Le retrait américain, déjà initié sous la présidence de Trump dans son premier mandat, n’était pas effectif avant novembre 2020. En revanche, dès son entrée en fonction, Joe Biden avait fait le choix de réintégrer les États-Unis dans cet accord. Il est désormais prévu qu’il faudra au moins un an pour que les États-Unis sortent effectivement de cet engagement.

Des experts comme Jonathan Foley, directeur exécutif de l’organisation Project Drawdown, soulignent que cette décision témoigne d’un mépris pour la science et pour le bien-être des populations, notamment celles déjà affectées par les changements climatiques.

En outre, le décret abroge le Plan de financement climatique international mis en place par l’administration Biden, qui visait à augmenter le soutien financier aux pays en développement jusqu’à plus de 11 milliards d’euros par an d’ici 2024. Bob Ward, directeur des politiques à l’Institut Grantham de la London School of Economics, critique cette décision en affirmant qu’elle représente un abandon des pays les plus pauvres, déjà frappés par les crises climatiques.

Favoriser l’extraction des combustibles fossiles

Pour soutenir son engagement en faveur des combustibles fossiles, Trump a signé plusieurs décrets visant à faciliter l’exploitation des vastes réserves de pétrole et de gaz naturel des États-Unis. Avec son célèbre slogan « forer, bébé, forer », il a promulgué des ordres pour supprimer les réglementations environnementales mises en place par l’administration Biden.

L’un des décrets se concentre spécifiquement sur l’Alaska, une région riche en ressources fossiles. Ce décret appelle à accélérer les autorisations et les concessions de projets énergétiques et de ressources naturelles en Alaska, tout en annulant les réglementations introduites par l’administration Biden. Il met particulièrement l’accent sur la revocation de l’annulation des concessions dans la Réserve nationale de faune de l’Arctique et l’abrogation d’une directive du secrétaire de l’Intérieur qui avait temporairement suspendu la location de terrains pour l’exploitation pétrolière et gazière dans cette région.

Les implications de ces décisions

Les décrets exécutifs signés par Trump, bien qu’ils envoient un signal clair sur les priorités environnementales de son administration, soulèvent des questions quant à leur mise en œuvre et leur impact à long terme.
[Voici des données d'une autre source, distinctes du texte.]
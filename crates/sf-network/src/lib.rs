//! `sf-network`: the physical network the simulation moves material through.
//!
//! # Crate layout
//!
//! | Module        | Contents                                                   |
//! |---------------|------------------------------------------------------------|
//! | [`location`]  | `Location`, `LocationKind` (plant / mine / port)           |
//! | [`network`]   | `Network`, `PlantSpec`, `Route`: the immutable catalog    |
//! | [`builder`]   | `NetworkBuilder`, `PlantConfig`, `RouteConfig`             |
//! | [`catalog`]   | the built-in five-plant eastern-India catalog              |
//! | [`error`]     | `NetworkError`                                             |
//!
//! Every plant carries three route lists: coal sources, limestone sources,
//! and steel export ports, each with a rail distance in kilometres.

pub mod builder;
pub mod catalog;
pub mod error;
pub mod location;
pub mod network;

#[cfg(test)]
mod tests;

pub use builder::{NetworkBuilder, PlantConfig, RouteConfig};
pub use catalog::default_plants;
pub use error::{NetworkError, NetworkResult};
pub use location::{Location, LocationKind};
pub use network::{Network, PlantSpec, Route};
Bien que ces mesures puissent être contestées en justice, elles représentent un retour en arrière significatif par rapport aux efforts déployés pour lutter contre le changement climatique.

Les conséquences de ces décisions pourraient être profondes, non seulement pour l’environnement américain, mais aussi pour la position des États-Unis sur la scène mondiale en matière de climat. Alors que des pays du monde entier intensifient leurs efforts pour réduire les émissions et atténuer les effets du changement climatique, le retrait des engagements internationaux et la promotion des combustibles fossiles pourraient compromettre les efforts globaux.
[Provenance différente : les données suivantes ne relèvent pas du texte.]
//! Unit tests for sf-network.

use crate::{LocationKind, NetworkBuilder, PlantConfig, RouteConfig};

fn tiny_plant(name: &str, code: &str) -> PlantConfig {
    PlantConfig {
        id:                code.into(),
        name:              name.into(),
        capacity_mtpa:     1.0,
        past_export:       1.0,
        coal_sources:      vec![RouteConfig::new("North Mine", LocationKind::Mine, 50.0)],
        limestone_sources: vec![RouteConfig::new("East Port", LocationKind::Port, 200.0)],
        export_ports:      vec![RouteConfig::new("East Port", LocationKind::Port, 200.0)],
    }
}

#[cfg(test)]
mod catalog {
    use sf_core::{Material, PlantId};

    use crate::{LocationKind, Network};

    #[test]
    fn default_catalog_shape() {
        let net = Network::default_catalog().unwrap();
        assert_eq!(net.plant_count(), 5);
        let ports: Vec<&str> = net.ports().into_iter().map(|p| net.name(p)).collect();
        assert_eq!(ports, ["Haldia Port", "Kolkata Port", "Paradip Port", "Visakhapatnam Port"]);
    }

    #[test]
    fn shared_locations_are_interned_once() {
        let net = Network::default_catalog().unwrap();
        let haldia = net.lookup("Haldia Port").unwrap();
        let bhilai = net.plant(PlantId(0)).unwrap();
        assert!(bhilai.coal_sources.iter().any(|r| r.location == haldia));
        assert!(bhilai.export_ports.iter().any(|r| r.location == haldia));
        assert_eq!(net.kind(haldia), Some(LocationKind::Port));
    }

    #[test]
    fn routes_by_material() {
        let net = Network::default_catalog().unwrap();
        let plant = net.plant(net.plant_by_name("Bokaro Steel Plant").unwrap()).unwrap();
        assert_eq!(plant.routes(Material::Coal).len(), 3);
        assert_eq!(plant.routes(Material::Limestone).len(), 2);
        assert!(plant.routes(Material::Steel).iter().all(|r| net.is_port(r.location)));
    }

    #[test]
    fn plant_locations_are_plants() {
        let net = Network::default_catalog().unwrap();
        for p in net.plants() {
            assert_eq!(net.kind(p.location), Some(LocationKind::Plant));
            assert_eq!(net.name(p.location), p.name);
        }
    }
}

#[cfg(test)]
mod builder {
    use super::*;
    use crate::NetworkError;

    #[test]
    fn builds_custom_network() {
        let net = NetworkBuilder::from_configs(&[tiny_plant("Alpha Works", "A1")])
            .unwrap()
            .build();
        assert_eq!(net.location_count(), 3); // plant, mine, port
        assert_eq!(net.ports().len(), 1);
    }

    #[test]
    fn duplicate_plant_rejected() {
        let result = NetworkBuilder::from_configs(&[
            tiny_plant("Alpha Works", "A1"),
            tiny_plant("Alpha Works", "A2"),
        ]);
        assert!(matches!(result, Err(NetworkError::DuplicatePlant(_))));
    }

    #[test]
    fn kind_conflict_rejected() {
        let mut b = NetworkBuilder::new();
        b.add_location("Twin", LocationKind::Mine).unwrap();
        assert!(matches!(
            b.add_location("Twin", LocationKind::Port),
            Err(NetworkError::KindConflict { .. })
        ));
    }

    #[test]
    fn plant_without_export_port_rejected() {
        let mut cfg = tiny_plant("Alpha Works", "A1");
        cfg.export_ports.clear();
        assert!(matches!(
            NetworkBuilder::from_configs(&[cfg]),
            Err(NetworkError::NoRoutes { what: "export ports", .. })
        ));
    }

    #[test]
    fn source_weights() {
        assert_eq!(LocationKind::Mine.source_weight(), 0.7);
        assert_eq!(LocationKind::Plant.source_weight(), 0.7);
        assert_eq!(LocationKind::Port.source_weight(), 0.3);
    }
}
Un chemin incertain vers l’avenir

Les décisions prises par Trump dès le premier jour de son mandat dessinent un avenir où les préoccupations environnementales sont mises de côté au profit de l’exploitation des ressources. La direction prise par l’administration pourrait aggraver la crise climatique déjà pressante.

Les implications de ces choix, tant sur le plan national qu’international, méritent une attention particulière. Alors que les États-Unis semblent se retirer de la responsabilité collective de contrer le changement climatique, il est crucial que la communauté mondiale continue de faire pression pour des politiques plus durables et responsables.

Il est essentiel de rester informé et engagé dans les discussions sur l’avenir de notre planète, car chaque décision prise aujourd’hui façonne le monde de demain.